Dataset entries
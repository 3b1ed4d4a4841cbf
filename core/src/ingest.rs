//! Ingestion adapter: fetches the four record sets and normalizes them.
//!
//! Fetches run concurrently on scoped threads, each with its own retry loop.
//! Normalization is single-threaded and fail-closed: any identifier that
//! cannot be canonicalized aborts the run.

use crate::{
    config::{R360Config, RetryPolicy},
    error::{R360Error, R360Result},
    ids::{canonical_id, natural_cmp, org_party, person_party, required_id},
    source::{PartyKind, RawAccount, RawAddress, RawAddressLink, RawRole, RecordSource},
    types::{AccountId, AddressId, PartyId},
};
use chrono::NaiveDateTime;
use serde::{Deserialize, Serialize};
use std::collections::{BTreeMap, BTreeSet, HashSet};
use std::thread;
use std::time::Duration;

#[derive(Debug, Clone, PartialEq, Serialize, Deserialize)]
pub struct Account {
    pub id:          AccountId,
    pub status_code: Option<String>,
    pub type_code:   Option<String>,
    pub tax_person:  Option<PartyId>,
    pub tax_org:     Option<PartyId>,
    /// Parties holding an ownership role on the account, sorted, deduplicated.
    pub owners:      Vec<PartyId>,
}

#[derive(Debug, Clone, PartialEq, Serialize, Deserialize)]
pub struct Address {
    pub id:    AddressId,
    pub text1: Option<String>,
    pub text2: Option<String>,
    pub text3: Option<String>,
    pub city:  Option<String>,
    pub state: Option<String>,
    pub zip:   Option<String>,
}

impl Address {
    /// Upper-cased, whitespace-collapsed `TEXT1, TEXT2, TEXT3, CITY, STATE, ZIP`
    /// with empty parts skipped. `None` when every part is empty.
    pub fn normalized_text(&self) -> Option<String> {
        let parts: Vec<String> = [&self.text1, &self.text2, &self.text3, &self.city, &self.state, &self.zip]
            .into_iter()
            .flatten()
            .map(|p| p.split_whitespace().collect::<Vec<_>>().join(" ").to_uppercase())
            .filter(|p| !p.is_empty())
            .collect();
        if parts.is_empty() { None } else { Some(parts.join(", ")) }
    }
}

#[derive(Debug, Clone, PartialEq, Eq, Serialize, Deserialize)]
pub struct OwnershipRole {
    pub account_id: AccountId,
    pub party_id:   PartyId,
    pub role_code:  String,
}

#[derive(Debug, Clone, Default, PartialEq, Serialize, Deserialize)]
pub struct IngestStats {
    pub accounts:               usize,
    pub inactive_skipped:       usize,
    pub parties_with_address:   usize,
    pub superseded_links:       usize,
    pub roles:                  usize,
    pub roles_skipped:          usize,
}

/// The normalized input of one run.
#[derive(Debug, Clone, Default, PartialEq)]
pub struct RecordSet {
    /// Active accounts in natural id order.
    pub accounts:          Vec<Account>,
    /// Deduplicated primary address per party.
    pub primary_addresses: BTreeMap<PartyId, AddressId>,
    pub addresses:         BTreeMap<AddressId, Address>,
    pub roles:             Vec<OwnershipRole>,
    pub stats:             IngestStats,
}

impl RecordSet {
    /// The address an account groups on: its tax-reporting person's primary
    /// address, falling back to the tax-reporting organization's.
    pub fn account_address(&self, account: &Account) -> Option<&AddressId> {
        account
            .tax_person
            .iter()
            .chain(account.tax_org.iter())
            .find_map(|party| self.primary_addresses.get(party))
    }
}

/// Fetch and normalize all four record sets.
pub fn ingest(source: &dyn RecordSource, config: &R360Config) -> R360Result<RecordSet> {
    let retry = &config.retry;

    let (accounts, links, addresses, roles) = thread::scope(|s| {
        let accounts = s.spawn(|| with_retry("accounts", retry, || source.accounts()));
        let links = s.spawn(|| {
            with_retry("primary_address_links", retry, || {
                source.primary_address_links(&config.primary_address_codes)
            })
        });
        let addresses = s.spawn(|| with_retry("addresses", retry, || source.addresses()));
        let roles = s.spawn(|| {
            with_retry("ownership_roles", retry, || {
                source.ownership_roles(&config.ownership_role_codes)
            })
        });
        (
            joined("accounts", accounts.join()),
            joined("primary_address_links", links.join()),
            joined("addresses", addresses.join()),
            joined("ownership_roles", roles.join()),
        )
    });

    let records = normalize(accounts?, links?, addresses?, roles?, config)?;
    log::info!(
        "Ingested {} active accounts ({} inactive skipped), {} parties with a primary address, {} ownership roles",
        records.stats.accounts,
        records.stats.inactive_skipped,
        records.stats.parties_with_address,
        records.stats.roles,
    );
    Ok(records)
}

/// Normalize already-fetched rows. Public so callers holding rows can skip
/// the fetch stage.
pub fn normalize(
    raw_accounts: Vec<RawAccount>,
    raw_links: Vec<RawAddressLink>,
    raw_addresses: Vec<RawAddress>,
    raw_roles: Vec<RawRole>,
    config: &R360Config,
) -> R360Result<RecordSet> {
    let mut stats = IngestStats::default();

    // ── Accounts ──────────────────────────────────────────────
    let mut seen: HashSet<AccountId> = HashSet::new();
    let mut accounts = Vec::with_capacity(raw_accounts.len());
    for raw in &raw_accounts {
        let id = required_id("accounts", "acctnbr", &raw.acctnbr)?;
        if !seen.insert(id.clone()) {
            return Err(R360Error::integrity("accounts", format!("duplicate account id {id}")));
        }
        let status_code = raw.status_code.as_text();
        if !config.active_status_codes.is_empty()
            && !status_code.as_ref().is_some_and(|s| config.active_status_codes.contains(s))
        {
            stats.inactive_skipped += 1;
            continue;
        }
        accounts.push(Account {
            id,
            status_code,
            type_code:  raw.type_code.as_text(),
            tax_person: canonical_id("accounts", "taxrptforpersnbr", &raw.tax_person)?.map(|p| person_party(&p)),
            tax_org:    canonical_id("accounts", "taxrptfororgnbr", &raw.tax_org)?.map(|o| org_party(&o)),
            owners:     Vec::new(),
        });
    }
    accounts.sort_by(|a, b| natural_cmp(&a.id, &b.id));
    stats.accounts = accounts.len();

    // ── Primary address per party ─────────────────────────────
    let primary_addresses = dedup_primary_addresses(&raw_links, &mut stats)?;
    stats.parties_with_address = primary_addresses.len();

    // ── Address directory ─────────────────────────────────────
    let mut addresses = BTreeMap::new();
    for raw in &raw_addresses {
        let id = required_id("addresses", "addrnbr", &raw.addrnbr)?;
        let address = Address {
            id: id.clone(),
            text1: raw.text1.as_text(),
            text2: raw.text2.as_text(),
            text3: raw.text3.as_text(),
            city:  raw.city.as_text(),
            state: raw.state.as_text(),
            zip:   raw.zip.as_text(),
        };
        if addresses.insert(id.clone(), address).is_some() {
            return Err(R360Error::integrity("addresses", format!("duplicate address id {id}")));
        }
    }

    // ── Ownership roles ───────────────────────────────────────
    let index: BTreeMap<&str, usize> = accounts
        .iter()
        .enumerate()
        .map(|(i, a)| (a.id.as_str(), i))
        .collect();
    let mut owners: Vec<BTreeSet<PartyId>> = vec![BTreeSet::new(); accounts.len()];
    let mut roles = Vec::new();
    for raw in &raw_roles {
        let Some(account_id) = canonical_id("ownership_roles", "acctnbr", &raw.acctnbr)? else {
            log::warn!("Skipping {} role with no account number", raw.role_code);
            stats.roles_skipped += 1;
            continue;
        };
        let org = canonical_id("ownership_roles", "orgnbr", &raw.orgnbr)?;
        let person = canonical_id("ownership_roles", "persnbr", &raw.persnbr)?;
        let party_id = match (org, person) {
            (Some(o), _)    => org_party(&o),
            (None, Some(p)) => person_party(&p),
            (None, None) => {
                log::warn!("Skipping {} role on account {account_id} with no party", raw.role_code);
                stats.roles_skipped += 1;
                continue;
            }
        };
        // Roles on accounts outside the active universe carry no edge.
        let Some(&i) = index.get(account_id.as_str()) else { continue };
        owners[i].insert(party_id.clone());
        roles.push(OwnershipRole { account_id, party_id, role_code: raw.role_code.clone() });
    }
    drop(index);
    for (account, set) in accounts.iter_mut().zip(owners) {
        account.owners = set.into_iter().collect();
    }
    stats.roles = roles.len();

    Ok(RecordSet { accounts, primary_addresses, addresses, roles, stats })
}

/// Keep the most recently maintained primary address per party.
///
/// Rows are ordered by maintenance time descending with undated rows last.
/// Two top rows with the same stamp but different addresses cannot be
/// resolved and abort the run.
fn dedup_primary_addresses(
    raw_links: &[RawAddressLink],
    stats: &mut IngestStats,
) -> R360Result<BTreeMap<PartyId, AddressId>> {
    let mut by_party: BTreeMap<PartyId, Vec<(Option<NaiveDateTime>, AddressId)>> = BTreeMap::new();
    for raw in raw_links {
        let Some(party) = canonical_id("primary_address_links", "party", &raw.party)? else {
            log::warn!("Skipping primary address link with no party");
            continue;
        };
        let Some(addr) = canonical_id("primary_address_links", "addrnbr", &raw.addrnbr)? else {
            continue;
        };
        let party_id = match raw.party_kind {
            PartyKind::Person       => person_party(&party),
            PartyKind::Organization => org_party(&party),
        };
        by_party.entry(party_id).or_default().push((raw.maintained_at, addr));
    }

    let mut primary = BTreeMap::new();
    for (party_id, mut rows) in by_party {
        rows.sort_by(|a, b| b.0.cmp(&a.0));
        let (top_ts, top_addr) = rows[0].clone();
        if let Some((_, other)) = rows[1..].iter().find(|(ts, a)| *ts == top_ts && *a != top_addr) {
            return Err(R360Error::integrity(
                "primary_address_links",
                format!(
                    "party {party_id} has primary addresses {top_addr} and {other} with the same maintenance time"
                ),
            ));
        }
        stats.superseded_links += rows.len() - 1;
        primary.insert(party_id, top_addr);
    }
    Ok(primary)
}

fn with_retry<T>(
    query: &str,
    policy: &RetryPolicy,
    mut fetch: impl FnMut() -> R360Result<T>,
) -> R360Result<T> {
    let attempts = policy.attempts.max(1);
    let mut backoff_ms = policy.base_backoff_ms;
    let mut attempt = 1;
    loop {
        match fetch() {
            Ok(rows) => return Ok(rows),
            Err(e) if e.is_retryable() && attempt < attempts => {
                log::warn!("{query}: attempt {attempt}/{attempts} failed ({e}); retrying in {backoff_ms}ms");
                thread::sleep(Duration::from_millis(backoff_ms));
                backoff_ms = backoff_ms.saturating_mul(2);
                attempt += 1;
            }
            Err(e) => {
                log::error!("{query}: giving up after {attempt} attempt(s): {e}");
                return Err(e);
            }
        }
    }
}

fn joined<T>(query: &str, result: thread::Result<R360Result<T>>) -> R360Result<T> {
    result.unwrap_or_else(|_| {
        Err(R360Error::SourceUnavailable {
            query: query.to_string(),
            reason: "fetch thread panicked".into(),
        })
    })
}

YOUR ASSIGNMENT
Exactly one number is the answer: how many lines in the data include the word "PartialEq".

RESPONSE TO THE TASK
5